Check each line of the material for the string "push", then give only how many lines have it.

— Data —

####################

//! Identifier allocation
//!
//! Every generated FIBEX element carries an `ID` of the form
//! `{Category}_{n}`, numbered per category from 1. One allocator is created
//! per serialization run, so two runs over the same network produce the same
//! id sequence.

use std::fmt;

/// Closed set of entity categories that receive generated ids
#[derive(Debug, Clone, Copy, PartialEq, Eq, Hash, PartialOrd, Ord)]
pub enum IdCategory {
    Ecu,
    Frame,
    Signal,
    FrameTriggering,
    Controller,
    Connector,
    OutputPort,
    SignalInstance,
    Coding,
    CompuMethod,
}

impl IdCategory {
    /// All categories, in counter-slot order
    pub const ALL: [IdCategory; 10] = [
        IdCategory::Ecu,
        IdCategory::Frame,
        IdCategory::Signal,
        IdCategory::FrameTriggering,
        IdCategory::Controller,
        IdCategory::Connector,
        IdCategory::OutputPort,
        IdCategory::SignalInstance,
        IdCategory::Coding,
        IdCategory::CompuMethod,
    ];

    /// Prefix used in the generated id
    pub fn as_str(&self) -> &'static str {
        match self {
            IdCategory::Ecu => "ECU",
            IdCategory::Frame => "Frame",
            IdCategory::Signal => "Signal",
            IdCategory::FrameTriggering => "FrameTriggering",
            IdCategory::Controller => "Controller",
            IdCategory::Connector => "Connector",
            IdCategory::OutputPort => "OutputPort",
            IdCategory::SignalInstance => "SignalInstance",
            IdCategory::Coding => "Coding",
            IdCategory::CompuMethod => "CompuMethod",
        }
    }

    /// Recover the category from a generated id (`"Coding_3"` -> `Coding`)
    pub fn of_id(id: &str) -> Option<IdCategory> {
        let (prefix, counter) = id.rsplit_once('_')?;
        if counter.is_empty() || !counter.bytes().all(|b| b.is_ascii_digit()) {
            return None;
        }
        Self::ALL.into_iter().find(|c| c.as_str() == prefix)
    }

    fn slot(self) -> usize {
        self as usize
    }
}

impl fmt::Display for IdCategory {
    fn fmt(&self, f: &mut fmt::Formatter<'_>) -> fmt::Result {
        f.write_str(self.as_str())
    }
}

/// Per-run id allocator
///
/// Counters start at zero on construction; there is no way to reset an
/// allocator in place, a new run takes a new allocator.
#[derive(Debug, Default)]
pub struct IdAllocator {
    counters: [u32; IdCategory::ALL.len()],
}

impl IdAllocator {
    /// Create an allocator with all counters at zero
    pub fn new() -> Self {
        Self::default()
    }

    /// Issue the next id of `category`
    pub fn allocate(&mut self, category: IdCategory) -> String {
        let counter = &mut self.counters[category.slot()];
        *counter += 1;
        let id = format!("{}_{}", category, counter);
        log::trace!("Allocated id {}", id);
        id
    }

    /// Number of ids issued so far for `category`
    pub fn issued(&self, category: IdCategory) -> u32 {
        self.counters[category.slot()]
    }
}

#[cfg(test)]
mod tests {
    use super::*;
    use std::collections::HashSet;

    #[test]
    fn test_ids_are_numbered_per_category() {
        let mut ids = IdAllocator::new();
        assert_eq!(ids.allocate(IdCategory::Frame), "Frame_1");
        assert_eq!(ids.allocate(IdCategory::FrameTriggering), "FrameTriggering_1");
        assert_eq!(ids.allocate(IdCategory::Frame), "Frame_2");
        assert_eq!(ids.allocate(IdCategory::Ecu), "ECU_1");
        assert_eq!(ids.issued(IdCategory::Frame), 2);
        assert_eq!(ids.issued(IdCategory::Coding), 0);
    }

    #[test]
    fn test_ids_are_unique_across_categories() {
        let mut ids = IdAllocator::new();
        let mut seen = HashSet::new();
        for _ in 0..5 {
            for category in IdCategory::ALL {
                assert!(seen.insert(ids.allocate(category)));
            }
        }
        assert_eq!(seen.len(), 50);
    }

    #[test]
    fn test_fresh_allocator_repeats_sequence() {
        let run = || {
            let mut ids = IdAllocator::new();
            vec![
                ids.allocate(IdCategory::Signal),
                ids.allocate(IdCategory::Coding),
                ids.allocate(IdCategory::Signal),
            ]
        };
        assert_eq!(run(), run());
    }

    #[test]
    fn test_category_of_id() {
        assert_eq!(IdCategory::of_id("FrameTriggering_12"), Some(IdCategory::FrameTriggering));
        assert_eq!(IdCategory::of_id("ECU_1"), Some(IdCategory::Ecu));
        assert_eq!(IdCategory::of_id("Channel_1"), None);
        assert_eq!(IdCategory::of_id("Frame_"), None);
        assert_eq!(IdCategory::of_id("Frame"), None);
    }
}
/// Frame segment type
#[derive(Debug, Clone, Copy, Default, PartialEq, Eq, Serialize, Deserialize)]
#[serde(rename_all = "lowercase")]
pub enum FrameType {
    #[default]
    Static,
    Dynamic,
}

/// The whole FlexRay network, in spreadsheet order
#[derive(Debug, Clone, Default, Deserialize)]
pub struct Network {
    #[serde(default)]
    pub ecus: Vec<Ecu>,
}

impl Network {
    pub fn new(ecus: Vec<Ecu>) -> Self {
        Self { ecus }
    }

    pub fn find_ecu(&self, name: &str) -> Option<&Ecu> {
        self.ecus.iter().find(|ecu| ecu.name == name)
    }
}

/// A network node
#[derive(Debug, Clone, Deserialize)]
pub struct Ecu {
    pub name: String,
    #[serde(default)]
    pub description: String,
    #[serde(default)]
    pub channels: ChannelSet,
    #[serde(default)]
    pub frames: Vec<Frame>,
}

impl Ecu {
    pub fn new(name: impl Into<String>, channels: ChannelSet) -> Self {
        Self {
            name: name.into(),
            description: String::new(),
            channels,
            frames: Vec::new(),
        }
    }

    pub fn with_description(mut self, description: impl Into<String>) -> Self {
        self.description = description.into();
        self
    }

    pub fn with_frame(mut self, frame: Frame) -> Self {
        self.frames.push(frame);
        self
    }

    /// Slots of the startup frames, in frame order
    pub fn startup_slots(&self) -> Vec<u16> {
        self.frames
            .iter()
            .filter(|frame| frame.is_startup)
            .map(|frame| frame.slot)
            .collect()
    }
}

fn default_byte_length() -> u16 {
    32
}

fn default_slot() -> u16 {
    1
}

fn default_cycle_repetition() -> u8 {
    1
}

/// A FlexRay frame owned by one ECU
#[derive(Debug, Clone, Deserialize)]
pub struct Frame {
    pub name: String,
    #[serde(default)]
    pub description: String,
    #[serde(default = "default_byte_length")]
    pub byte_length: u16,
    #[serde(default)]
    pub frame_type: FrameType,
    #[serde(default = "default_slot")]
    pub slot: u16,
    #[serde(default)]
    pub base_cycle: u8,
    #[serde(default = "default_cycle_repetition")]
    pub cycle_repetition: u8,
    #[serde(default)]
    pub is_startup: bool,
    #[serde(default)]
    pub channels: ChannelSet,
    #[serde(default)]
    pub signals: Vec<Signal>,
}

impl Frame {
    pub fn new(name: impl Into<String>, slot: u16) -> Self {
        Self {
            name: name.into(),
            description: String::new(),
            byte_length: default_byte_length(),
            frame_type: FrameType::Static,
            slot,
            base_cycle: 0,
            cycle_repetition: default_cycle_repetition(),
            is_startup: false,
            channels: ChannelSet::AB,
            signals: Vec::new(),
        }
    }

    pub fn with_description(mut self, description: impl Into<String>) -> Self {
        self.description = description.into();
        self
    }

    pub fn with_byte_length(mut self, byte_length: u16) -> Self {
        self.byte_length = byte_length;
        self
    }

    pub fn with_timing(mut self, base_cycle: u8, cycle_repetition: u8) -> Self {
        self.base_cycle = base_cycle;
        self.cycle_repetition = cycle_repetition;
        self
    }

    pub fn with_channels(mut self, channels: ChannelSet) -> Self {
        self.channels = channels;
        self
    }

    pub fn startup(mut self, is_startup: bool) -> Self {
        self.is_startup = is_startup;
        self
    }

    pub fn with_signal(mut self, signal: Signal) -> Self {
        self.signals.push(signal);
        self
    }
}

/// Linear scaling: physical = internal * factor + offset
#[derive(Debug, Clone, Copy, PartialEq, Serialize, Deserialize)]
pub struct LinearScaling {
    pub factor: f64,
    pub offset: f64,
}

impl LinearScaling {
    pub fn new(factor: f64, offset: f64) -> Self {
        Self { factor, offset }
    }

    /// Build from the two optional spreadsheet cells
    ///
    /// A missing factor defaults to 1 and a missing offset to 0, as long as
    /// at least one of them is present.
    pub fn from_parts(factor: Option<f64>, offset: Option<f64>) -> Option<Self> {
        if factor.is_none() && offset.is_none() {
            return None;
        }
        Some(Self {
            factor: factor.unwrap_or(1.0),
            offset: offset.unwrap_or(0.0),
        })
    }

    pub fn is_identity(&self) -> bool {
        self.factor == 1.0 && self.offset == 0.0
    }
}

/// One value-to-label entry of a text table
#[derive(Debug, Clone, PartialEq, Eq, Serialize, Deserialize)]
pub struct TextTableEntry {
    pub value: i64,
    pub label: String,
}

/// Discrete value-to-label mapping, in declaration order
#[derive(Debug, Clone, Default, PartialEq, Eq)]
pub struct TextTable {
    entries: Vec<TextTableEntry>,
}

impl TextTable {
    pub fn new() -> Self {
        Self::default()
    }

    /// Append an entry; uniqueness is checked by [`TextTable::check_unique`]
    pub fn push(&mut self, value: i64, label: impl Into<String>) {
        self.entries.push(TextTableEntry {
            value,
            label: label.into(),
        });
    }

    pub fn with_entry(mut self, value: i64, label: impl Into<String>) -> Self {
        self.push(value, label);
        self
    }

    /// Parse spreadsheet cell text: one `value:label` pair per line
    ///
    /// Both the ASCII colon and the full-width colon separate value from
    /// label. Values use integer literal prefix rules (`0x`, `0o`, `0b`,
    /// decimal, optional sign). Blank lines are skipped.
    pub fn parse(signal: &str, text: &str) -> Result<Self> {
        let mut table = TextTable::new();
        for line in text.lines().map(str::trim).filter(|l| !l.is_empty()) {
            let (value, label) = line
                .split_once(|c: char| c == ':' || c == '：')
                .ok_or_else(|| FibexError::text_table(signal, format!("missing separator in '{}'", line)))?;
            let value = parse_int_literal(value.trim())
                .ok_or_else(|| FibexError::text_table(signal, format!("invalid value '{}'", value.trim())))?;
            table.push(value, label.trim());
        }
        Ok(table)
    }

    pub fn entries(&self) -> &[TextTableEntry] {
        &self.entries
    }

    pub fn len(&self) -> usize {
        self.entries.len()
    }

    pub fn is_empty(&self) -> bool {
        self.entries.is_empty()
    }

    /// Returns the first value that appears more than once
    pub fn check_unique(&self) -> std::result::Result<(), i64> {
        let mut seen = HashSet::new();
        for entry in &self.entries {
            if !seen.insert(entry.value) {
                return Err(entry.value);
            }
        }
        Ok(())
    }
}

/// Parse an integer literal with base prefix (`0x1F`, `-0o17`, `0b101`, `42`)
pub fn parse_int_literal(s: &str) -> Option<i64> {
    let (negative, body) = match s.strip_prefix('-') {
        Some(rest) => (true, rest),
        None => (false, s.strip_prefix('+').unwrap_or(s)),
    };

    let lower = body.to_ascii_lowercase();
    let (radix, digits) = if let Some(d) = lower.strip_prefix("0x") {
        (16, d)
    } else if let Some(d) = lower.strip_prefix("0o") {
        (8, d)
    } else if let Some(d) = lower.strip_prefix("0b") {
        (2, d)
    } else {
        // leading zeros are ambiguous without a prefix
        if lower.len() > 1 && lower.starts_with('0') && lower.bytes().any(|b| b != b'0' && b != b'_') {
            return None;
        }
        (10, lower.as_str())
    };

    if digits.is_empty() || digits.starts_with('_') || digits.ends_with('_') || digits.contains("__") {
        return None;
    }
    let digits: String = digits.chars().filter(|c| *c != '_').collect();
    let magnitude = i128::from_str_radix(&digits, radix).ok()?;
    let value = if negative { -magnitude } else { magnitude };
    i64::try_from(value).ok()
}

/// Resolve a spreadsheet `byte.bit` position into an absolute bit position
///
/// Signals wider than one byte are always byte aligned: their position is
/// rounded up to the next multiple of 8.
pub fn resolve_bit_position(position: f64, bit_length: u16) -> Option<u16> {
    if !position.is_finite() || position < 0.0 {
        return None;
    }
    let byte = position.trunc();
    let bit = ((position - byte) * 10.0).round();
    let mut start_bit = byte * 8.0 + bit;
    if bit_length > 8 {
        start_bit = (start_bit / 8.0).ceil() * 8.0;
    }
    if start_bit > u16::MAX as f64 {
        return None;
    }
    Some(start_bit as u16)
}

/// A signal mapped into one frame
#[derive(Debug, Clone)]
pub struct Signal {
    pub name: String,
    pub description: String,
    /// Data type tag, e.g. `uint8`; uppercased into the coding base type
    pub data_type: String,
    pub start_bit: u16,
    pub bit_length: u16,
    pub scaling: Option<LinearScaling>,
    pub text_table: Option<TextTable>,
}

impl Signal {
    pub fn new(name: impl Into<String>, data_type: impl Into<String>, start_bit: u16, bit_length: u16) -> Self {
        Self {
            name: name.into(),
            description: String::new(),
            data_type: data_type.into(),
            start_bit,
            bit_length,
            scaling: None,
            text_table: None,
        }
    }

    pub fn with_description(mut self, description: impl Into<String>) -> Self {
        self.description = description.into();
        self
    }

    pub fn with_scaling(mut self, factor: f64, offset: f64) -> Self {
        self.scaling = Some(LinearScaling::new(factor, offset));
        self
    }

    pub fn with_text_table(mut self, table: TextTable) -> Self {
        self.text_table = Some(table);
        self
    }

    /// Trailing `_`-separated token of the name (`Door_COUNT` -> `COUNT`)
    pub fn name_suffix(&self) -> &str {
        self.name.rsplit('_').next().unwrap_or(&self.name)
    }
}

/// Text table as written in a network description file
#[derive(Debug, Clone, Deserialize)]
#[serde(untagged)]
enum TextTableRecord {
    Text(String),
    Entries(Vec<TextTableEntry>),
}
//! Core types for the FIBEX writer library
//!
//! This module defines the error taxonomy shared by every encoder and the
//! statistics reported after a serialization run.

use crate::ids::IdCategory;
use serde::{Deserialize, Serialize};
use std::fmt;

/// Result type for writer operations
pub type Result<T> = std::result::Result<T, FibexError>;

/// Errors that can occur while producing a FIBEX document
///
/// Every variant is fatal for the current run: no partial document is emitted.
#[derive(Debug, thiserror::Error)]
pub enum FibexError {
    #[error("Malformed template: {0}")]
    MalformedTemplate(String),

    #[error("Malformed text table on signal '{signal}'{}: {reason}", location(.ecu, .frame))]
    MalformedTextTable {
        ecu: Option<String>,
        frame: Option<String>,
        signal: String,
        reason: String,
    },

    #[error("Unresolved reference: {category} id '{id}' was never emitted")]
    UnresolvedReference { category: String, id: String },

    #[error("Invalid network description: {0}")]
    InvalidNetwork(String),

    #[error("XML error: {0}")]
    Xml(String),

    #[error("IO error: {0}")]
    IoError(#[from] std::io::Error),
}

impl FibexError {
    pub(crate) fn text_table(signal: &str, reason: impl Into<String>) -> Self {
        FibexError::MalformedTextTable {
            ecu: None,
            frame: None,
            signal: signal.to_string(),
            reason: reason.into(),
        }
    }

    /// Attach the frame a text-table error was found in
    pub(crate) fn in_frame(mut self, name: &str) -> Self {
        if let FibexError::MalformedTextTable { frame, .. } = &mut self {
            frame.get_or_insert_with(|| name.to_string());
        }
        self
    }

    /// Attach the ECU a text-table error was found in
    pub(crate) fn in_ecu(mut self, name: &str) -> Self {
        if let FibexError::MalformedTextTable { ecu, .. } = &mut self {
            ecu.get_or_insert_with(|| name.to_string());
        }
        self
    }

    pub(crate) fn unresolved(category: impl fmt::Display, id: &str) -> Self {
        FibexError::UnresolvedReference {
            category: category.to_string(),
            id: id.to_string(),
        }
    }
}

impl From<quick_xml::Error> for FibexError {
    fn from(e: quick_xml::Error) -> Self {
        FibexError::Xml(e.to_string())
    }
}

fn location(ecu: &Option<String>, frame: &Option<String>) -> String {
    match (ecu, frame) {
        (Some(ecu), Some(frame)) => format!(" in frame '{}' of ECU '{}'", frame, ecu),
        (None, Some(frame)) => format!(" in frame '{}'", frame),
        (Some(ecu), None) => format!(" of ECU '{}'", ecu),
        (None, None) => String::new(),
    }
}

/// Statistics about one serialization run
#[derive(Debug, Clone, Copy, Default, PartialEq, Eq, Serialize, Deserialize)]
pub struct WriteStats {
    /// Number of ECU entries written
    pub num_ecus: usize,
    /// Number of FRAMES entries written
    pub num_frames: usize,
    /// Number of SIGNALS entries written
    pub num_signals: usize,
    /// Number of FRAME-TRIGGERING fragments placed across both channels
    pub num_triggerings: usize,
    /// Number of CompuMethods attached to codings
    pub num_compu_methods: usize,
}

impl WriteStats {
    /// Build stats from the per-category counts issued by an allocator
    pub(crate) fn from_issued(issued: impl Fn(IdCategory) -> u32, num_triggerings: usize) -> Self {
        Self {
            num_ecus: issued(IdCategory::Ecu) as usize,
            num_frames: issued(IdCategory::Frame) as usize,
            num_signals: issued(IdCategory::Signal) as usize,
            num_triggerings,
            num_compu_methods: issued(IdCategory::CompuMethod) as usize,
        }
    }
}

impl fmt::Display for WriteStats {
    fn fmt(&self, f: &mut fmt::Formatter<'_>) -> fmt::Result {
        write!(
            f,
            "{} ECUs, {} frames, {} signals, {} frame triggerings, {} compu methods",
            self.num_ecus, self.num_frames, self.num_signals, self.num_triggerings, self.num_compu_methods
        )
    }
}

####################

— Solution for this problem —
6